Purpose The definitive detection of Pseudomonas aeruginosa from the cornea is essential for effective therapy especially in cases complicated by anti‐infective pre‐treatment. Methods The present study investigated the validation of PCR for detecting Pseudomonas aeruginosa from corneal specimens using a real‐time method with the SmartCycler (Cepheid, Sunnyvale, CA, USA). Primer and probes directed toward the ecfx (63 bp) and the 16s rRNA genes were validated against 20 true‐positive specimens (corneal specimens positive for Pseudomonas aeruginosa) and 20 true‐negative samples (spiked samples of HSV, VZV, Candida, Aspergillus, and Fusarium).
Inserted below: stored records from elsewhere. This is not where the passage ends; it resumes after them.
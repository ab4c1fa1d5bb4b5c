/* This Source Code Form is subject to the terms of the Mozilla Public
 * License, v. 2.0. If a copy of the MPL was not distributed with this
 * file, You can obtain one at https://mozilla.org/MPL/2.0/.
 *
 * (c) 2024 The Nightjar Authors.
 */

//! Session-source client (§6): a text command/query protocol to the
//! out-of-process Wi-Fi session daemon that owns the radio's AP/STA tables.
//! The control loop is the sole caller; it holds no locks while awaiting a
//! response (§5 "the session source itself enforces its own internal
//! locking").

use async_trait::async_trait;
use thiserror::Error;
use tokio::io::{AsyncBufReadExt, AsyncWriteExt, BufReader};

#[derive(Debug, Error)]
pub enum SessionError {
    #[error("session source I/O error: {0}")]
    Io(#[from] std::io::Error),
    #[error("session source rejected command: {0}")]
    Rejected(String),
    #[error("malformed session source response: {0}")]
    Malformed(String),
    #[error("index out of range")]
    OutOfRange,
}

/// A single AP row from `get_ap(i)`.
#[derive(Clone, Debug, PartialEq)]
pub struct ApInfo {
    pub bssid: [u8; 6],
    pub ssid: String,
    pub encryption: String,
    pub vendor: String,
    pub channel: u8,
    pub rssi: i32,
    pub clients_count: u32,
    pub beacon_interval: u16,
}

/// A single STA row from `get_sta(i)`.
#[derive(Clone, Debug, PartialEq)]
pub struct StaInfo {
    pub mac: [u8; 6],
    pub ap_bssid: [u8; 6],
    pub associated: bool,
}

/// One command/query target for `wifi.deauth`.
#[derive(Clone, Copy, Debug, PartialEq, Eq)]
pub enum DeauthTarget {
    Broadcast,
    Mac([u8; 6]),
}

/// An event-driven delta returned by `poll`.
#[derive(Clone, Debug, PartialEq)]
pub enum SessionEvent {
    ApUpdated(ApInfo),
    ApGone([u8; 6]),
    StaUpdated(StaInfo),
    StaGone([u8; 6]),
}

/// Stealth level under which TX power is adapted (§4.8).
#[derive(Clone, Copy, Debug, PartialEq, Eq)]
pub enum StealthLevel {
    Passive,
    Medium,
    Aggressive,
}

/// The session-source contract (§6, §9 "treat the session source as a
/// library-level collaborator with a clean lifecycle interface"). Every
/// method is fallible: transient rejections are epoch misses, never panics.
#[async_trait]
pub trait SessionSource: Send + Sync {
    async fn recon_on(&self) -> Result<(), SessionError>;
    async fn recon_channel(&self, channels: Option<&[u8]>) -> Result<(), SessionError>;
    async fn deauth(&self, target: DeauthTarget) -> Result<(), SessionError>;
    async fn assoc(&self, mac: [u8; 6]) -> Result<(), SessionError>;
    async fn channel_switch_announce(&self, mac: [u8; 6], channel: u8) -> Result<(), SessionError>;
    async fn set_rssi_min(&self, n: i32) -> Result<(), SessionError>;
    async fn set_tx_power(&self, n: i32) -> Result<(), SessionError>;
    async fn set_ap_ttl(&self, n: u32) -> Result<(), SessionError>;
    async fn set_sta_ttl(&self, n: u32) -> Result<(), SessionError>;
    async fn set_region(&self, region: &str) -> Result<(), SessionError>;

    async fn get_ap_count(&self) -> Result<usize, SessionError>;
    async fn get_ap(&self, index: usize) -> Result<ApInfo, SessionError>;
    async fn get_sta_count(&self) -> Result<usize, SessionError>;
    async fn get_sta(&self, index: usize) -> Result<StaInfo, SessionError>;

    /// Non-blocking poll bounded by `deadline_ms` (§4.12 step 3: "short
    /// non-blocking poll, 100 ms").
    async fn poll(&self, deadline_ms: u64) -> Result<Vec<SessionEvent>, SessionError>;

    /// True roughly every 60 s (§4.12 step 3: "every ~60 s, do a full table
    /// re-sync"); the loop calls this once per iteration and triggers a
    /// full re-sync when it returns true.
    fn needs_sync(&self) -> bool;

    async fn pause(&self) -> Result<(), SessionError> {
        Ok(())
    }
    async fn resume(&self) -> Result<(), SessionError> {
        Ok(())
    }
    async fn close(&self) -> Result<(), SessionError> {
        Ok(())
    }
}

fn format_mac(mac: [u8; 6]) -> String {
    nightjar_crypto::format_mac(&mac)
}

/// Line-oriented `SessionSource` over any duplex byte stream: write a
/// command line, read a single response line. Concrete transport (unix
/// socket, pty, TCP loopback) is the caller's choice.
pub struct TextLineSessionSource<S> {
    stream: tokio::sync::Mutex<BufReader<S>>,
    last_sync_ms: std::sync::atomic::AtomicI64,
}

const SYNC_INTERVAL_MS: i64 = 60_000;

impl<S> TextLineSessionSource<S>
where
    S: tokio::io::AsyncRead + tokio::io::AsyncWrite + Unpin + Send,
{
    pub fn new(stream: S) -> Self {
        Self { stream: tokio::sync::Mutex::new(BufReader::new(stream)), last_sync_ms: std::sync::atomic::AtomicI64::new(nightjar_util::ms_monotonic()) }
    }

    async fn command(&self, line: &str) -> Result<String, SessionError> {
        let mut guard = self.stream.lock().await;
        guard.get_mut().write_all(line.as_bytes()).await?;
        guard.get_mut().write_all(b"\n").await?;
        guard.get_mut().flush().await?;
        let mut reply = String::new();
        guard.read_line(&mut reply).await?;
        let reply = reply.trim_end().to_string();
        if let Some(rest) = reply.strip_prefix("ERR ") {
            return Err(SessionError::Rejected(rest.to_string()));
        }
        Ok(reply)
    }

    fn parse_ap(line: &str) -> Result<ApInfo, SessionError> {
        let fields: Vec<&str> = line.split('\t').collect();
        if fields.len() != 8 {
            return Err(SessionError::Malformed(line.to_string()));
        }
        let bssid = nightjar_crypto::parse_mac(fields[0]).ok_or_else(|| SessionError::Malformed(line.to_string()))?;
        Ok(ApInfo {
            bssid,
            ssid: fields[1].to_string(),
            encryption: fields[2].to_string(),
            vendor: fields[3].to_string(),
            channel: fields[4].parse().map_err(|_| SessionError::Malformed(line.to_string()))?,
            rssi: fields[5].parse().map_err(|_| SessionError::Malformed(line.to_string()))?,
            clients_count: fields[6].parse().map_err(|_| SessionError::Malformed(line.to_string()))?,
            beacon_interval: fields[7].parse().map_err(|_| SessionError::Malformed(line.to_string()))?,
        })
    }

    fn parse_sta(line: &str) -> Result<StaInfo, SessionError> {
        let fields: Vec<&str> = line.split('\t').collect();
        if fields.len() != 3 {
            return Err(SessionError::Malformed(line.to_string()));
        }
        let mac = nightjar_crypto::parse_mac(fields[0]).ok_or_else(|| SessionError::Malformed(line.to_string()))?;
        let ap_bssid = nightjar_crypto::parse_mac(fields[1]).ok_or_else(|| SessionError::Malformed(line.to_string()))?;
        Ok(StaInfo { mac, ap_bssid, associated: fields[2] == "1" })
    }
}

#[async_trait]
impl<S> SessionSource for TextLineSessionSource<S>
where
    S: tokio::io::AsyncRead + tokio::io::AsyncWrite + Unpin + Send,
{
    async fn recon_on(&self) -> Result<(), SessionError> {
        self.command("wifi.recon on").await.map(|_| ())
    }

    async fn recon_channel(&self, channels: Option<&[u8]>) -> Result<(), SessionError> {
        match channels {
            None => self.command("wifi.recon.channel clear").await.map(|_| ()),
            Some(list) => {
                let joined = list.iter().map(|c| c.to_string()).collect::<Vec<_>>().join(",");
                self.command(&format!("wifi.recon.channel {joined}")).await.map(|_| ())
            }
        }
    }

    async fn deauth(&self, target: DeauthTarget) -> Result<(), SessionError> {
        match target {
            DeauthTarget::Broadcast => self.command("wifi.deauth *").await.map(|_| ()),
            DeauthTarget::Mac(mac) => self.command(&format!("wifi.deauth {}", format_mac(mac))).await.map(|_| ()),
        }
    }

    async fn assoc(&self, mac: [u8; 6]) -> Result<(), SessionError> {
        self.command(&format!("wifi.assoc {}", format_mac(mac))).await.map(|_| ())
    }

    async fn channel_switch_announce(&self, mac: [u8; 6], channel: u8) -> Result<(), SessionError> {
        self.command(&format!("wifi.channel_switch_announce {} {}", format_mac(mac), channel)).await.map(|_| ())
    }

    async fn set_rssi_min(&self, n: i32) -> Result<(), SessionError> {
        self.command(&format!("set wifi.rssi.min {n}")).await.map(|_| ())
    }

    async fn set_tx_power(&self, n: i32) -> Result<(), SessionError> {
        self.command(&format!("set wifi.txpower {n}")).await.map(|_| ())
    }

    async fn set_ap_ttl(&self, n: u32) -> Result<(), SessionError> {
        self.command(&format!("set wifi.ap.ttl {n}")).await.map(|_| ())
    }

    async fn set_sta_ttl(&self, n: u32) -> Result<(), SessionError> {
        self.command(&format!("set wifi.sta.ttl {n}")).await.map(|_| ())
    }

    async fn set_region(&self, region: &str) -> Result<(), SessionError> {
        self.command(&format!("set wifi.region {region}")).await.map(|_| ())
    }

    async fn get_ap_count(&self) -> Result<usize, SessionError> {
        self.command("get_ap_count").await?.trim().parse().map_err(|_| SessionError::Malformed("get_ap_count".into()))
    }

    async fn get_ap(&self, index: usize) -> Result<ApInfo, SessionError> {
        let line = self.command(&format!("get_ap {index}")).await?;
        Self::parse_ap(&line)
    }

    async fn get_sta_count(&self) -> Result<usize, SessionError> {
        self.command("get_sta_count").await?.trim().parse().map_err(|_| SessionError::Malformed("get_sta_count".into()))
    }

    async fn get_sta(&self, index: usize) -> Result<StaInfo, SessionError> {
        let line = self.command(&format!("get_sta {index}")).await?;
        Self::parse_sta(&line)
    }

    async fn poll(&self, deadline_ms: u64) -> Result<Vec<SessionEvent>, SessionError> {
        let reply = tokio::time::timeout(std::time::Duration::from_millis(deadline_ms), self.command("poll")).await;
        let reply = match reply {
            Ok(r) => r?,
            Err(_) => return Ok(Vec::new()),
        };
        if reply.is_empty() {
            return Ok(Vec::new());
        }
        let mut events = Vec::new();
        for record in reply.split(';').filter(|s| !s.is_empty()) {
            let mut parts = record.splitn(2, ' ');
            let kind = parts.next().unwrap_or("");
            let rest = parts.next().unwrap_or("");
            match kind {
                "ap" => events.push(SessionEvent::ApUpdated(Self::parse_ap(rest)?)),
                "ap_gone" => {
                    let mac = nightjar_crypto::parse_mac(rest).ok_or_else(|| SessionError::Malformed(record.to_string()))?;
                    events.push(SessionEvent::ApGone(mac));
                }
                "sta" => events.push(SessionEvent::StaUpdated(Self::parse_sta(rest)?)),
                "sta_gone" => {
                    let mac = nightjar_crypto::parse_mac(rest).ok_or_else(|| SessionError::Malformed(record.to_string()))?;
                    events.push(SessionEvent::StaGone(mac));
                }
                _ => return Err(SessionError::Malformed(record.to_string())),
            }
        }
        Ok(events)
    }

    fn needs_sync(&self) -> bool {
        let now = nightjar_util::ms_monotonic();
        let last = self.last_sync_ms.load(std::sync::atomic::Ordering::Relaxed);
        if now - last >= SYNC_INTERVAL_MS {
            self.last_sync_ms.store(now, std::sync::atomic::Ordering::Relaxed);
            true
        } else {
            false
        }
    }
}

/// Interpolate TX power by RSSI for the PASSIVE stealth level (§4.8); at
/// AGGRESSIVE always return `max`, and at MEDIUM the caller should draw
/// uniformly in `[min, max]` instead of calling this function.
pub fn interpolate_tx_power(min: i32, max: i32, rssi: i32) -> i32 {
    let clamped_rssi = rssi.clamp(-90, -30) as f64;
    let t = (clamped_rssi + 90.0) / 60.0;
    let power = min as f64 + t * (max - min) as f64;
    power.round() as i32
}

#[cfg(test)]
mod tests {
    use super::*;

    #[test]
    fn tx_power_interpolates_between_bounds() {
        assert_eq!(interpolate_tx_power(5, 20, -90), 5);
        assert_eq!(interpolate_tx_power(5, 20, -30), 20);
        let mid = interpolate_tx_power(5, 20, -60);
        assert!(mid > 5 && mid < 20);
    }

    #[test]
    fn tx_power_clamps_out_of_range_rssi() {
        assert_eq!(interpolate_tx_power(5, 20, -120), interpolate_tx_power(5, 20, -90));
        assert_eq!(interpolate_tx_power(5, 20, 0), interpolate_tx_power(5, 20, -30));
    }

    #[test]
    fn parse_ap_reads_all_eight_fields() {
        let line = "aa:bb:cc:dd:ee:ff\tHome\tWPA2\tVendorX\t6\t-55\t3\t100";
        let ap = TextLineSessionSource::<tokio::io::DuplexStream>::parse_ap(line).unwrap();
        assert_eq!(ap.ssid, "Home");
        assert_eq!(ap.channel, 6);
        assert_eq!(ap.rssi, -55);
        assert_eq!(ap.clients_count, 3);
        assert_eq!(ap.beacon_interval, 100);
    }

    #[test]
    fn parse_ap_rejects_legacy_seven_field_line() {
        let line = "aa:bb:cc:dd:ee:ff\tHome\tWPA2\tVendorX\t6\t-55\t100";
        assert!(TextLineSessionSource::<tokio::io::DuplexStream>::parse_ap(line).is_err());
    }
}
Results The sensitivity, specificity, positive predictive value, negative predictive value, and efficiency of PCR to the ecfx and 16s rDNA genes were, respectively: [80%, 95%, 95%, 80%, 87%], and [77%, 100%, 100%, 77%, 87%]. The amplification efficacy and limit of detection were respectively: [0.97, 33.6 µg/ml], and [1.03, 8.12 µg/ml]. Conclusion PCR was validated for detecting Pseudomonas aeruginosa from corneal specimens. The impact of detection of Pseudomonas aeruginosa from cases of non‐specified keratitis will need to be determined.